Stored items:
========
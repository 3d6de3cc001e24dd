use async_graphql::{Context, Object, Result};
use uuid::Uuid;

use crate::auth::permissions::require_admin;
use crate::gql::common::helpers::required_text;
use crate::gql::error::{is_foreign_key_violation, is_unique_violation, GqlError};
use crate::gql::types::{AgeCategory, CreateAgeCategoryInput};
use crate::state::AppState;
use infra::models::AgeCategoryRow;
use infra::repos::age_categories;

#[derive(Default)]
pub struct AgeCategoryQuery;

#[Object]
impl AgeCategoryQuery {
    /// All age categories, youngest first.
    async fn age_categories(&self, ctx: &Context<'_>) -> Result<Vec<AgeCategory>> {
        let state = ctx.data::<AppState>()?;
        let rows = age_categories::list(&state.db)
            .await
            .map_err(GqlError::from)?;
        Ok(rows.into_iter().map(AgeCategory::from).collect())
    }

    async fn age_category_for_age(&self, ctx: &Context<'_>, age: i32) -> Result<AgeCategory> {
        let state = ctx.data::<AppState>()?;
        let row = age_categories::find_for_age(&state.db, age)
            .await
            .map_err(GqlError::from)?
            .ok_or_else(|| no_category_for_age(age))?;
        Ok(row.into())
    }
}

#[derive(Default)]
pub struct AgeCategoryMutation;

#[Object]
impl AgeCategoryMutation {
    async fn create_age_category(
        &self,
        ctx: &Context<'_>,
        input: CreateAgeCategoryInput,
    ) -> Result<AgeCategory> {
        require_admin(ctx).await?;
        let state = ctx.data::<AppState>()?;

        let name = required_text(&input.name, "Name", 100)?;
        let existing = age_categories::list(&state.db)
            .await
            .map_err(GqlError::from)?;
        validate_range(&existing, input.minimum_age, input.maximum_age)?;

        let row = age_categories::create(&state.db, &name, input.minimum_age, input.maximum_age)
            .await
            .map_err(|e| {
                if is_unique_violation(&e) {
                    GqlError::conflict("Age category already exists")
                } else {
                    e.into()
                }
            })?;
        Ok(row.into())
    }

    async fn delete_age_category(&self, ctx: &Context<'_>, id: Uuid) -> Result<bool> {
        require_admin(ctx).await?;
        let state = ctx.data::<AppState>()?;

        let deleted = age_categories::delete(&state.db, id)
            .await
            .map_err(|e| {
                if is_foreign_key_violation(&e) {
                    GqlError::conflict("Age category is still used by competitions")
                } else {
                    e.into()
                }
            })?;
        if deleted == 0 {
            return Err(GqlError::not_found("Age category not found").into());
        }
        state.results_cache().clear();
        Ok(true)
    }
}

pub(crate) fn no_category_for_age(age: i32) -> GqlError {
    GqlError::not_found(format!("No age category for age {age}"))
}

fn validate_range(
    existing: &[AgeCategoryRow],
    minimum_age: i32,
    maximum_age: i32,
) -> Result<(), GqlError> {
    if minimum_age < 0 {
        return Err(GqlError::invalid("Minimum age cannot be negative"));
    }
    if minimum_age > maximum_age {
        return Err(GqlError::invalid(
            "Minimum age must not be greater than maximum age",
        ));
    }
    if let Some(other) = existing
        .iter()
        .find(|c| c.overlaps(minimum_age, maximum_age))
    {
        return Err(GqlError::conflict(format!(
            "Age range {minimum_age}-{maximum_age} overlaps with category {}",
            other.name
        )));
    }
    Ok(())
}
========
Task details ▸ Retype every record exactly, omitting nothing.

Answer to this task ▸
repository 3d6de3cc001e24dd
use async_graphql::{Context, Object, Result};
use uuid::Uuid;

use crate::auth::permissions::require_admin;
use crate::gql::common::helpers::required_text;
use crate::gql::error::{is_foreign_key_violation, is_unique_violation, GqlError};
use crate::gql::types::{AgeCategory, CreateAgeCategoryInput};
use crate::state::AppState;
use infra::models::AgeCategoryRow;
use infra::repos::age_categories;

#[derive(Default)]
pub struct AgeCategoryQuery;

#[Object]
impl AgeCategoryQuery {
    /// All age categories, youngest first.
    async fn age_categories(&self, ctx: &Context<'_>) -> Result<Vec<AgeCategory>> {
        let state = ctx.data::<AppState>()?;
        let rows = age_categories::list(&state.db)
            .await
            .map_err(GqlError::from)?;
        Ok(rows.into_iter().map(AgeCategory::from).collect())
    }

    async fn age_category_for_age(&self, ctx: &Context<'_>, age: i32) -> Result<AgeCategory> {
        let state = ctx.data::<AppState>()?;
        let row = age_categories::find_for_age(&state.db, age)
            .await
            .map_err(GqlError::from)?
            .ok_or_else(|| no_category_for_age(age))?;
        Ok(row.into())
    }
}

#[derive(Default)]
pub struct AgeCategoryMutation;

#[Object]
impl AgeCategoryMutation {
    async fn create_age_category(
        &self,
        ctx: &Context<'_>,
        input: CreateAgeCategoryInput,
    ) -> Result<AgeCategory> {
        require_admin(ctx).await?;
        let state = ctx.data::<AppState>()?;

        let name = required_text(&input.name, "Name", 100)?;
        let existing = age_categories::list(&state.db)
            .await
            .map_err(GqlError::from)?;
        validate_range(&existing, input.minimum_age, input.maximum_age)?;

        let row = age_categories::create(&state.db, &name, input.minimum_age, input.maximum_age)
            .await
            .map_err(|e| {
                if is_unique_violation(&e) {
                    GqlError::conflict("Age category already exists")
                } else {
                    e.into()
                }
            })?;
        Ok(row.into())
    }

    async fn delete_age_category(&self, ctx: &Context<'_>, id: Uuid) -> Result<bool> {
        require_admin(ctx).await?;
        let state = ctx.data::<AppState>()?;

        let deleted = age_categories::delete(&state.db, id)
            .await
            .map_err(|e| {
                if is_foreign_key_violation(&e) {
                    GqlError::conflict("Age category is still used by competitions")
                } else {
                    e.into()
                }
            })?;
        if deleted == 0 {
            return Err(GqlError::not_found("Age category not found").into());
        }
        state.results_cache().clear();
        Ok(true)
    }
}

pub(crate) fn no_category_for_age(age: i32) -> GqlError {
    GqlError::not_found(format!("No age category for age {age}"))
}

fn validate_range(
    existing: &[AgeCategoryRow],
    minimum_age: i32,
    maximum_age: i32,
) -> Result<(), GqlError> {
    if minimum_age < 0 {
        return Err(GqlError::invalid("Minimum age cannot be negative"));
    }
    if minimum_age > maximum_age {
        return Err(GqlError::invalid(
            "Minimum age must not be greater than maximum age",
        ));
    }
    if let Some(other) = existing
        .iter()
        .find(|c| c.overlaps(minimum_age, maximum_age))
    {
        return Err(GqlError::conflict(format!(
            "Age range {minimum_age}-{maximum_age} overlaps with category {}",
            other.name
        )));
    }
    Ok(())
}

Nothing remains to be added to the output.